One of the most commonly overlooked performance issues is that an awful lot of I/Os are NOT application generated.  Maybe you can add enough DRAM and go to an NVMe direct attached storage model and get your application data cached at an 80%+ rate.  Of course, you still need to process Writes and the NVMe probably makes that a lot faster than what you can do today.  But you still need to get it to the Storage.  And, there are lots of I/Os generated on your system that are not directly from your application.  There’s also lots of application related I/Os that are not targeted for caching – they’re simply non-essential overhead I/Os to manage metadata and such.  People generally don’t think about the management layers of the computer and application that have to perform Storage I/O just to make sure everything can run.  Those I/Os hit the data path to Storage along with the I/Os your application has to send to Storage, even if you have huge caches.  They get in the way and make your Application specific I/Os stall and slow down responsiveness.

And let’s face it, a full Hyper-Converged, NVMe based storage infrastructure sounds great, but there are lots of issues besides the enormous cost with that.  What about data redundancy and localization?  That brings us to issue # 2.

Data Pipelines: 

Since your data is exploding and you’re pushing 100s of Terabytes, perhaps Petabytes and in a few cases maybe even Exabytes of data, you’re not going to get that much data on your one server box, even if you didn’t care about hardware/data failures.  

Like it or not, you have an entire infrastructure of Servers, Switches, SANs, whatever.  Somehow, all that data needs to get to and from the application and wherever it is stored.  And if you add Cloud storage into the mix, it gets worse.
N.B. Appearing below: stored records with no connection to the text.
#[cfg(test)]
mod tests {
    use super::*;
    use cadence_types::{IoContract, LeaseFields, Plan, PlanBudget, PlanStatus, Step, StepStatus};
    use std::collections::{HashMap, HashSet};

    fn sample_plan() -> Plan {
        Plan {
            id: "plan-1".into(),
            goal: "build greet service".into(),
            context: HashMap::new(),
            budget: PlanBudget::default(),
            owner: "alice".into(),
            priority: 5,
            deadline: None,
            status: PlanStatus::Active,
            created_at: 0,
            updated_at: 0,
        }
    }

    fn sample_step(id: &str, plan_id: &str) -> Step {
        Step {
            id: id.into(),
            plan_id: plan_id.into(),
            capability: "context.analyze".into(),
            critical: false,
            priority: 5,
            contract: IoContract::default(),
            constraints: None,
            dependencies: HashSet::new(),
            parallel_group: None,
            timeout_ms: 300_000,
            retry_count: 2,
            status: StepStatus::Todo,
            assignee: None,
            lease: LeaseFields::default(),
            branch: None,
            parent_step_id: None,
            order_index: 0,
            created_at: 0,
            updated_at: 0,
            metadata: HashMap::new(),
        }
    }

    #[tokio::test]
    async fn round_trips_a_plan() {
        let store = Store::open_in_memory().await.unwrap();
        let plan = sample_plan();
        store.put_plan(&plan).await.unwrap();
        let fetched = store.get_plan("plan-1").await.unwrap().unwrap();
        assert_eq!(fetched.goal, "build greet service");
        assert_eq!(store.list_active_plans().await.unwrap().len(), 1);
    }

    #[tokio::test]
    async fn completed_plans_drop_out_of_active_but_not_all() {
        let store = Store::open_in_memory().await.unwrap();
        let mut plan = sample_plan();
        store.put_plan(&plan).await.unwrap();
        plan.status = PlanStatus::Completed;
        store.put_plan(&plan).await.unwrap();

        assert!(store.list_active_plans().await.unwrap().is_empty());
        assert_eq!(store.list_all_plans().await.unwrap().len(), 1);
    }

    #[tokio::test]
    async fn transaction_pairs_mutation_with_event() {
        let store = Store::open_in_memory().await.unwrap();
        let plan = sample_plan();
        store
            .transaction(
                "system",
                "plan.created",
                serde_json::json!({"planId": plan.id}),
                |tx| {
                    tx.execute(
                        "INSERT INTO plans (id, owner, status, priority, created_at, updated_at, body)
                         VALUES (?1, ?2, ?3, ?4, ?5, ?6, ?7)",
                        params![
                            plan.id,
                            plan.owner,
                            "active",
                            5,
                            0,
                            0,
                            serde_json::to_string(&plan).unwrap()
                        ],
                    )?;
                    Ok(())
                },
            )
            .await
            .unwrap();

        let events = store.recent_events(10).await.unwrap();
        assert_eq!(events.len(), 1);
        assert_eq!(events[0].event_type, "plan.created");
    }

    #[tokio::test]
    async fn lease_acquisition_is_exclusive_until_expiry() {
        let store = Store::open_in_memory().await.unwrap();
        let plan = sample_plan();
        store.put_plan(&plan).await.unwrap();
        let step = sample_step("s-1", "plan-1");
        store.put_step(&step).await.unwrap();

        let now = 1_000;
        assert!(store.acquire_lease("s-1", "worker-a", now, now + 1_000).await.unwrap());
        assert!(!store.acquire_lease("s-1", "worker-b", now + 500, now + 1_500).await.unwrap());

        let reclaimed = store.reclaim_expired_leases(now + 2_000).await.unwrap();
        assert_eq!(reclaimed, vec!["s-1".to_string()]);
        assert!(store.acquire_lease("s-1", "worker-b", now + 2_100, now + 3_000).await.unwrap());

        let events = store.recent_events(10).await.unwrap();
        assert!(events.iter().any(|e| e.event_type == "lease.reclaimed"));
    }

    #[tokio::test]
    async fn activating_a_branch_deactivates_siblings() {
        let store = Store::open_in_memory().await.unwrap();
        let plan = sample_plan();
        store.put_plan(&plan).await.unwrap();
        store
            .put_branch(&Branch {
                id: "b-1".into(),
                plan_id: "plan-1".into(),
                parent_branch_id: None,
                score: 0.8,
                rationale: vec![],
                step_ids: vec![],
                active: true,
            })
            .await
            .unwrap();
        store
            .put_branch(&Branch {
                id: "b-2".into(),
                plan_id: "plan-1".into(),
                parent_branch_id: None,
                score: 0.6,
                rationale: vec![],
                step_ids: vec![],
                active: false,
            })
            .await
            .unwrap();

        store.activate_branch("plan-1", "b-2").await.unwrap();
        let branches = store.list_branches_for_plan("plan-1").await.unwrap();
        let active: Vec<_> = branches.iter().filter(|b| b.active).collect();
        assert_eq!(active.len(), 1);
        assert_eq!(active[0].id, "b-2");
    }
}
At some point the data pipes themselves become the limiting factor.  Even with Converged infrastructures, and software technologies that stage data for you where it is supposedly needed most, data needs to be constantly shipped along a pipe that is nowhere close to the speed of access that your new high-speed storage can handle.  Then add lots of users and applications simultaneously beating on that pipe and you can quickly start to visualize the problem.

If this wasn’t enough, there are other factors and that takes us to issue #3.

File System Overhead:

You didn’t buy your computer to run an operating system.  You bought it to manipulate data.  Most likely, you don’t even really care about the actual application.  You care about doing some kind of work.  Most people use Microsoft Word to write documents.  I did to draft this blog.  But I didn’t really care about using Word.  I cared about writing this blog and Word was something I had, I knew how to use and was convenient for the task.  That’s your application, but manipulating the data is your real conquest.  The application is a tool to allow you to paint a beautiful picture of your data, so you can see it and accomplish your job better.
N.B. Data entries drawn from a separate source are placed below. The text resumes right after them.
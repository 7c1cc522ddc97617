use std::collections::HashMap;

use serde::{Deserialize, Serialize};
use serde_json::Value;

/// A policy definition: three lists of rule strings of the form
/// `<clause> [IF <condition>]`, parsed and evaluated by `cadence-policy`.
#[derive(Debug, Clone, Serialize, Deserialize, Default)]
pub struct PolicyDefinition {
    #[serde(default)]
    pub allow: Vec<String>,
    #[serde(default)]
    pub deny: Vec<String>,
    #[serde(default)]
    pub require: Vec<String>,
}

/// The context bag a policy rule's `IF` condition is evaluated against.
/// Dotted-name resolution first checks the named fields, then falls back
/// to `extra` for forward-compatible/custom attributes.
#[derive(Debug, Clone, Serialize, Deserialize, Default)]
pub struct PolicyContext {
    pub capability: String,
    pub step_cost: f64,
    pub cumulative_cost: f64,
    pub elapsed_ms: f64,
    #[serde(default)]
    pub user: Option<String>,
    #[serde(default)]
    pub project: Option<String>,
    #[serde(default)]
    pub environment: Option<String>,
    #[serde(default)]
    pub security_level: Option<String>,
    #[serde(default)]
    pub critical: bool,
    #[serde(default)]
    pub extra: HashMap<String, Value>,
}

#[derive(Debug, Clone, Serialize, Deserialize)]
pub struct PolicyDecision {
    pub allowed: bool,
    #[serde(default)]
    pub matched_deny: Option<String>,
    #[serde(default)]
    pub matched_allow: Option<String>,
    /// Obligations from `require` rules the caller must satisfy before
    /// the guarded action completes: not gates but obligations returned
    /// alongside the decision.
    #[serde(default)]
    pub obligations: Vec<String>,
}

impl PolicyDecision {
    pub fn allow() -> Self {
        Self {
            allowed: true,
            matched_deny: None,
            matched_allow: None,
            obligations: Vec::new(),
        }
    }

    pub fn deny(reason: impl Into<String>) -> Self {
        Self {
            allowed: false,
            matched_deny: Some(reason.into()),
            matched_allow: None,
            obligations: Vec::new(),
        }
    }
}
//! The two external collaborators specified only by interface: the
//! remote judge/adjudicator and the context-retrieval
//! peer. Neither ships a production client here — only the trait and a
//! `Null*` stub used by tests and the demonstration driver. The third
//! external adapter, execution (`ExecutionAdapter`), lives in
//! `cadence-scheduler` instead of here: `Coordinator` already depends on
//! `cadence-scheduler` to wire component G, and a trait defined in this
//! crate would make that a circular dependency.

use async_trait::async_trait;
use cadence_types::CadenceError;
use serde_json::Value;

#[derive(Debug, Clone)]
pub struct JudgeVerdict {
    pub passed: bool,
    pub rationale: String,
}

/// A remote adjudicator consulted when `verification.enable_judge` is
/// set and the property registry alone can't settle a step.
#[async_trait]
pub trait JudgeAdapter: Send + Sync {
    async fn adjudicate(
        &self,
        step_id: &str,
        inputs: &Value,
        outputs: &Value,
    ) -> Result<JudgeVerdict, CadenceError>;
}

/// Always passes. Used where no judge is configured, and in tests.
pub struct NullJudge;

#[async_trait]
impl JudgeAdapter for NullJudge {
    async fn adjudicate(
        &self,
        _step_id: &str,
        _inputs: &Value,
        _outputs: &Value,
    ) -> Result<JudgeVerdict, CadenceError> {
        Ok(JudgeVerdict {
            passed: true,
            rationale: "no judge adapter configured".to_string(),
        })
    }
}

/// A context-retrieval peer consulted by the planner/scheduler for
/// supplemental materials.
#[async_trait]
pub trait ContextAdapter: Send + Sync {
    async fn retrieve(&self, capability: &str, query: &Value) -> Result<Vec<Value>, CadenceError>;
}

/// Returns no materials. Used where no context peer is configured, and
/// in tests.
pub struct NullContext;

#[async_trait]
impl ContextAdapter for NullContext {
    async fn retrieve(&self, _capability: &str, _query: &Value) -> Result<Vec<Value>, CadenceError> {
        Ok(Vec::new())
    }
}

#[cfg(test)]
mod tests {
    use super::*;
    use serde_json::json;

    #[tokio::test]
    async fn null_judge_always_passes() {
        let verdict = NullJudge.adjudicate("s-1", &json!({}), &json!({})).await.unwrap();
        assert!(verdict.passed);
    }

    #[tokio::test]
    async fn null_context_returns_nothing() {
        let materials = NullContext.retrieve("code.implement", &json!({})).await.unwrap();
        assert!(materials.is_empty());
    }
}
The Operating System (let’s say Windows), is one of a whole stack of tools between you, your application and your data.  Operating Systems have lots of layers of software to manage the flow from your user to the data and back.  Storage is a BLOB of stuff.  Whether it is spinning hard drives, SSDs, SANs, cloud-based storage, or you name it, it is just a canvas where the data can be stored.  One of the first strokes of the brush that will eventually allow you to create that picture you want from your data is the File System.  It brings some basic order.  You can see this by going into Windows File Explorer and perusing the various folders.  The file system abstracts that BLOB into pieces of data in a hierarchical structure with folders, files, file types, information about size/location/ownership/security, etc... you get the idea.  Before the painting you want to see from your data emerges, a lot of strokes need to be placed on the canvas and a lot of those strokes happen from the Operating and File Systems.  They try to manage that BLOB so your Application can turn it into usable data and eventually that beautiful (we hope) picture you desire to draw. 
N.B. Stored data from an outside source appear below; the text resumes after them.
//! The seed end-to-end scenario suite, run against a real
//! `Coordinator` wired over an in-memory store and the local sandbox
//! executor. Each scenario writes a tiny shell-script "tool" the sandbox
//! spawns as the route's command, the same way a real route's `tool`
//! field names a binary on the MCP host under the sandbox contract.

use std::collections::HashMap;
use std::path::{Path, PathBuf};
use std::sync::Arc;

use anyhow::{bail, Context};
use cadence_core::{CadenceConfig, Coordinator};
use cadence_scheduler::SandboxExecutor;
use cadence_store::Store;
use cadence_types::{
    default_priority, now_ms, IoContract, LeaseFields, Plan, PlanBudget, PlanStatus,
    PolicyContext, PolicyDefinition, Route, Step, StepStatus,
};
use clap::ValueEnum;
use serde_json::json;

#[derive(Debug, Clone, Copy, ValueEnum)]
pub enum ScenarioName {
    LinearHappyPath,
    PolicyDeny,
    BanditExploration,
    LeaseReclaim,
    SandboxViolation,
    VerificationFailure,
    All,
}

pub async fn run(name: ScenarioName) -> anyhow::Result<()> {
    let scenarios = match name {
        ScenarioName::All => vec![
            ScenarioName::LinearHappyPath,
            ScenarioName::PolicyDeny,
            ScenarioName::BanditExploration,
            ScenarioName::LeaseReclaim,
            ScenarioName::SandboxViolation,
            ScenarioName::VerificationFailure,
        ],
        other => vec![other],
    };

    let mut failures = 0;
    for scenario in scenarios {
        let label = format!("{scenario:?}");
        match run_one(scenario).await {
            Ok(()) => println!("[PASS] {label}"),
            Err(err) => {
                failures += 1;
                println!("[FAIL] {label}: {err:#}");
            }
        }
    }
    if failures > 0 {
        bail!("{failures} scenario(s) failed");
    }
    Ok(())
}

async fn run_one(scenario: ScenarioName) -> anyhow::Result<()> {
    match scenario {
        ScenarioName::LinearHappyPath => linear_happy_path().await,
        ScenarioName::PolicyDeny => policy_deny().await,
        ScenarioName::BanditExploration => bandit_exploration().await,
        ScenarioName::LeaseReclaim => lease_reclaim().await,
        ScenarioName::SandboxViolation => sandbox_violation().await,
        ScenarioName::VerificationFailure => verification_failure().await,
        ScenarioName::All => unreachable!("expanded by the caller"),
    }
}

async fn sandbox_workspace() -> anyhow::Result<(tempfile::TempDir, Arc<SandboxExecutor>)> {
    let dir = tempfile::tempdir()?;
    let executor = Arc::new(SandboxExecutor::new(dir.path().to_path_buf()));
    Ok((dir, executor))
}

/// Writes an executable shell script at `dir/name`, used as a route's
/// `tool` so the sandbox has something real to spawn.
pub async fn write_tool(dir: &Path, name: &str, body: &str) -> anyhow::Result<PathBuf> {
    tokio::fs::create_dir_all(dir).await?;
    let path = dir.join(name);
    tokio::fs::write(&path, body).await?;
    #[cfg(unix)]
    {
        use std::os::unix::fs::PermissionsExt;
        let mut perms = tokio::fs::metadata(&path).await?.permissions();
        perms.set_mode(0o755);
        tokio::fs::set_permissions(&path, perms).await?;
    }
    Ok(path)
}

pub fn route_for(capability: &str, tool: &Path, id_suffix: &str) -> Route {
    Route {
        id: format!("route-{capability}-{id_suffix}"),
        capability: capability.to_string(),
        mcp_id: "local-sandbox".to_string(),
        tool: tool.display().to_string(),
        score: 0.0,
        policy: None,
        healthy: true,
        cost_weight: 1.0,
        latency_weight: 1.0,
        reliability_weight: 1.0,
    }
}

fn blank_plan(id: &str, goal: &str, context: HashMap<String, serde_json::Value>, now: i64) -> Plan {
    Plan {
        id: id.to_string(),
        goal: goal.to_string(),
        context,
        budget: PlanBudget::default(),
        owner: "operator".to_string(),
        priority: default_priority(),
        deadline: None,
        status: PlanStatus::Active,
        created_at: now,
        updated_at: now,
    }
}

fn blank_step(id: &str, plan_id: &str, capability: &str, critical: bool, contract: IoContract, now: i64) -> Step {
    Step {
        id: id.to_string(),
        plan_id: plan_id.to_string(),
        capability: capability.to_string(),
        critical,
        priority: default_priority(),
        contract,
        constraints: None,
        dependencies: Default::default(),
        parallel_group: None,
        timeout_ms: 5_000,
        retry_count: 0,
        status: StepStatus::Todo,
        assignee: None,
        lease: LeaseFields::default(),
        branch: None,
        parent_step_id: None,
        order_index: 0,
        created_at: now,
        updated_at: now,
        metadata: HashMap::new(),
    }
}

const SUCCEED_SCRIPT: &str = "#!/bin/sh\ncat >/dev/null\necho '{\"result\":\"ok\"}' > outputs.json\n";

/// Scenario 1: linear plan, happy path.
async fn linear_happy_path() -> anyhow::Result<()> {
    let (workdir, executor) = sandbox_workspace().await?;
    let store = Store::open_in_memory().await?;
    let tool = write_tool(workdir.path(), "succeed.sh", SUCCEED_SCRIPT).await?;

    let coordinator = Coordinator::new(store, executor, CadenceConfig::default());
    for capability in ["context.analyze", "design.create", "code.implement", "code.verify"] {
        coordinator.register_route(route_for(capability, &tool, "1")).await?;
    }

    let now = now_ms();
    let plan = coordinator
        .submit_plan("build greet service", "operator", HashMap::new(), PlanBudget::default(), now)
        .await?;

    let finished = coordinator.run_to_completion(&plan.id, "operator", 20, now).await?;
    if finished.status != PlanStatus::Completed {
        bail!("expected plan completed, got {:?}", finished.status);
    }

    let dashboard = coordinator.metrics_dashboard().await?;
    if dashboard.total_attestations != 4 {
        bail!("expected exactly 4 attestations, got {}", dashboard.total_attestations);
    }

    for capability in ["context.analyze", "design.create", "code.implement", "code.verify"] {
        let health = coordinator.routes_health(capability, now).await?;
        let route = health.first().context("route health missing")?;
        if (route.posterior_mean - (2.0 / 3.0)).abs() > 1e-9 {
            bail!(
                "expected posterior alpha=2,beta=1 (mean 2/3) for {capability}, got {}",
                route.posterior_mean
            );
        }
    }
    Ok(())
}

/// Scenario 2: policy deny on an environment-gated capability.
async fn policy_deny() -> anyhow::Result<()> {
    let (workdir, executor) = sandbox_workspace().await?;
    let store = Store::open_in_memory().await?;
    let tool = write_tool(workdir.path(), "fetch.sh", SUCCEED_SCRIPT).await?;

    let mut config = CadenceConfig::default();
    config.policy = PolicyDefinition {
        allow: vec![],
        deny: vec!["web.fetch IF environment == \"prod\"".to_string()],
        require: vec![],
    };
    let coordinator = Coordinator::new(store.clone(), executor, config);
    coordinator.register_route(route_for("web.fetch", &tool, "1")).await?;

    let now = now_ms();
    let context = HashMap::from([("environment".to_string(), json!("prod"))]);
    let plan = blank_plan("plan-policy-deny", "fetch remote pricing page", context, now);
    store.put_plan(&plan).await?;
    let step = blank_step("step-web-fetch", &plan.id, "web.fetch", false, IoContract::default(), now);
    store.put_step(&step).await?;

    coordinator.dispatch_round(&plan.id, "operator", now).await?;

    let persisted = store.get_step(&step.id).await?.context("step missing")?;
    if persisted.status != StepStatus::Blocked {
        bail!("expected step blocked by policy, got {:?}", persisted.status);
    }
    let plan_after = store.get_plan(&plan.id).await?.context("plan missing")?;
    if plan_after.status != PlanStatus::Active {
        bail!(
            "expected plan to remain active pending operator resolution, got {:?}",
            plan_after.status
        );
    }
    let events = coordinator.events_stream(50).await?;
    let denied = events.iter().any(|e| {
        e.event_type == "step.blocked" && e.payload.get("error").and_then(|v| v.as_str()) == Some("PolicyDenied")
    });
    if !denied {
        bail!("expected a step.blocked event classified as PolicyDenied");
    }
    Ok(())
}

/// Scenario 3: bandit exploration favors the cheap route over 100 rounds.
async fn bandit_exploration() -> anyhow::Result<()> {
    let store = Store::open_in_memory().await?;
    let cheap = Route {
        id: "route-cheap".into(),
        capability: "analysis.perform".into(),
        mcp_id: "m".into(),
        tool: "t".into(),
        score: 0.0,
        policy: None,
        healthy: true,
        cost_weight: 1.0,
        latency_weight: 1.0,
        reliability_weight: 1.0,
    };
    let pricey = Route {
        id: "route-pricey".into(),
        ..cheap.clone()
    };
    store.put_route(&cheap).await?;
    store.put_route(&pricey).await?;

    let router = cadence_router::Router::new(store.clone(), cadence_router::BanditConfig::default());
    let ctx = PolicyContext::default();
    let policy = PolicyDefinition::default();
    let now = now_ms();

    let mut cheap_picks = 0u32;
    for round in 0..100i64 {
        let pick = router
            .pick_route(
                "analysis.perform",
                &ctx,
                &policy,
                cadence_router::CostClass::Low,
                30_000,
                now + round,
            )
            .await?;
        let is_cheap = pick.route.id == "route-cheap";
        if is_cheap {
            cheap_picks += 1;
        }
        let cost = if is_cheap { 1.0 } else { 10.0 };
        router
            .record_outcome(&pick.route.id, true, 100, cost, now + round)
            .await?;
    }

    if cheap_picks < 80 {
        bail!("expected the cheap route picked at least 80/100 rounds, got {cheap_picks}");
    }

    let cheap_learning = store.get_learning("route-cheap").await?.context("missing cheap learning")?;
    let pricey_learning = store.get_learning("route-pricey").await?.context("missing pricey learning")?;
    if (cheap_learning.posterior_mean() - pricey_learning.posterior_mean()).abs() > 0.05 {
        bail!(
            "expected posterior means within 0.05, cheap={} pricey={}",
            cheap_learning.posterior_mean(),
            pricey_learning.posterior_mean()
        );
    }
    Ok(())
}

/// Scenario 4: a stalled worker's lease is reclaimed and a new worker
/// acquires it cleanly.
async fn lease_reclaim() -> anyhow::Result<()> {
    let store = Store::open_in_memory().await?;
    let now = now_ms();
    let plan = blank_plan("plan-lease-reclaim", "build greet service", HashMap::new(), now);
    store.put_plan(&plan).await?;
    let step = blank_step("step-s", &plan.id, "code.implement", false, IoContract::default(), now);
    store.put_step(&step).await?;

    if !store.acquire_lease(&step.id, "worker-a", now, now + 1_000).await? {
        bail!("expected the first lease acquisition to succeed");
    }

    let reclaimed = store.reclaim_expired_leases(now + 1_001).await?;
    if reclaimed != vec![step.id.clone()] {
        bail!("expected the stalled step to be reclaimed, got {:?}", reclaimed);
    }
    let persisted = store.get_step(&step.id).await?.context("step missing")?;
    if persisted.status != StepStatus::Todo {
        bail!("expected the step back to todo after reclaim, got {:?}", persisted.status);
    }

    let events = store.recent_events(50).await?;
    if !events.iter().any(|e| e.event_type == "lease.reclaimed") {
        bail!("expected a lease.reclaimed event");
    }

    if !store.acquire_lease(&step.id, "worker-b", now + 1_100, now + 2_000).await? {
        bail!("expected a new worker to acquire the reclaimed lease cleanly");
    }
    Ok(())
}

/// Scenario 5: a tool that leaks a network call trips a sandbox
/// violation, with no retry.
async fn sandbox_violation() -> anyhow::Result<()> {
    let (workdir, executor) = sandbox_workspace().await?;
    let store = Store::open_in_memory().await?;
    let tool = write_tool(
        workdir.path(),
        "leaky.sh",
        "#!/bin/sh\ncat >/dev/null\necho 'curl http://evil'\n",
    )
    .await?;

    let coordinator = Coordinator::new(store.clone(), executor, CadenceConfig::default());
    coordinator.register_route(route_for("tool.shell", &tool, "1")).await?;

    let now = now_ms();
    let plan = blank_plan("plan-sandbox-violation", "run shell tool", HashMap::new(), now);
    store.put_plan(&plan).await?;
    let step = blank_step("step-shell", &plan.id, "tool.shell", false, IoContract::default(), now);
    store.put_step(&step).await?;

    coordinator.dispatch_round(&plan.id, "operator", now).await?;

    let persisted = store.get_step(&step.id).await?.context("step missing")?;
    if persisted.status != StepStatus::Failed {
        bail!("expected the step to fail after a sandbox violation, got {:?}", persisted.status);
    }
    let events = coordinator.events_stream(50).await?;
    let classified = events.iter().any(|e| {
        e.event_type == "step.failed" && e.payload.get("error").and_then(|v| v.as_str()) == Some("SandboxViolation")
    });
    if !classified {
        bail!("expected a step.failed event classified as SandboxViolation");
    }
    Ok(())
}

/// Scenario 6: a critical step whose output omits a required field fails
/// verification and takes the whole plan down with it.
async fn verification_failure() -> anyhow::Result<()> {
    let (workdir, executor) = sandbox_workspace().await?;
    let store = Store::open_in_memory().await?;
    let tool = write_tool(
        workdir.path(),
        "incomplete.sh",
        "#!/bin/sh\ncat >/dev/null\necho '{}' > outputs.json\n",
    )
    .await?;

    let coordinator = Coordinator::new(store.clone(), executor, CadenceConfig::default());
    coordinator.register_route(route_for("analysis.report", &tool, "1")).await?;

    let now = now_ms();
    let plan = blank_plan("plan-verify-fail", "summarize findings", HashMap::new(), now);
    store.put_plan(&plan).await?;
    let contract = IoContract {
        required_fields: vec!["summary".to_string()],
        ..Default::default()
    };
    let step = blank_step("step-report", &plan.id, "analysis.report", true, contract, now);
    store.put_step(&step).await?;

    coordinator.dispatch_round(&plan.id, "operator", now).await?;

    let persisted = store.get_step(&step.id).await?.context("step missing")?;
    if persisted.status != StepStatus::Failed {
        bail!(
            "expected the step to fail critical verification, got {:?}",
            persisted.status
        );
    }
    let plan_after = store.get_plan(&plan.id).await?.context("plan missing")?;
    if plan_after.status != PlanStatus::Failed {
        bail!(
            "expected the plan to fail because the step was critical, got {:?}",
            plan_after.status
        );
    }
    Ok(())
}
Most people know there is an Operating System and those of you reading this know that Operating Systems use File Systems to organize raw data into useful components.  And there are other layers as well, but let’s focus.  The reality is there are lots of layers that have to be compensated for.  Ignoring file system overhead and focusing solely on application overhead is ignoring a really big Elephant in the room.

Let’s wrap this up and talk about the initial question.  If I just buy newer, faster Storage won’t that fix my application performance?  I suppose if you have enough money you might think you can.  You’ll still have data pipeline issues unless you have a very small amount of data, little if any data/compute redundancy requirements and a very limited number of users.  And yet, the File System overhead will still get in your way. 

When SSDs were starting to come out, Condusiv® worked with several OEMs to produce software to handle obvious issues like the fact that writes were slower and re-writes were limited in number. In doing that work, one of our surprise discoveries was that when you got beyond a certain level of file system fragmentation, the File System overhead of trying to collect/arrange the small pieces of data made a huge impact regardless of how fast the underlying storage was.  Just making sure data wasn’t broken down into too many pieces each time a need to manipulate it came along provided truly measurable and, in some instances, gave incredible performance gains. 

Then there is that whole issue of I/Os that have nothing to do with your data/application. We also discovered that there was a path to finding/eliminating the I/Os that, while not obvious, made substantial differences in performance because we could remove those out of the flow, thus allowing the I/Os your application wants to perform happen without the noise.  Think of traffic jams.  Have you ever driven in stop and go traffic and noticed there aren’t any accidents or other distractions to account for such slowness?  It’s just too many vehicles on the road with you.  What if you could get all the people who were just out for a drive, off the road?  You’d get where you want to go a LOT faster.  That’s what we figured out how to do.  And it turns out no one else is focused on that - not the Operating System, not the File System, and certainly not your application. 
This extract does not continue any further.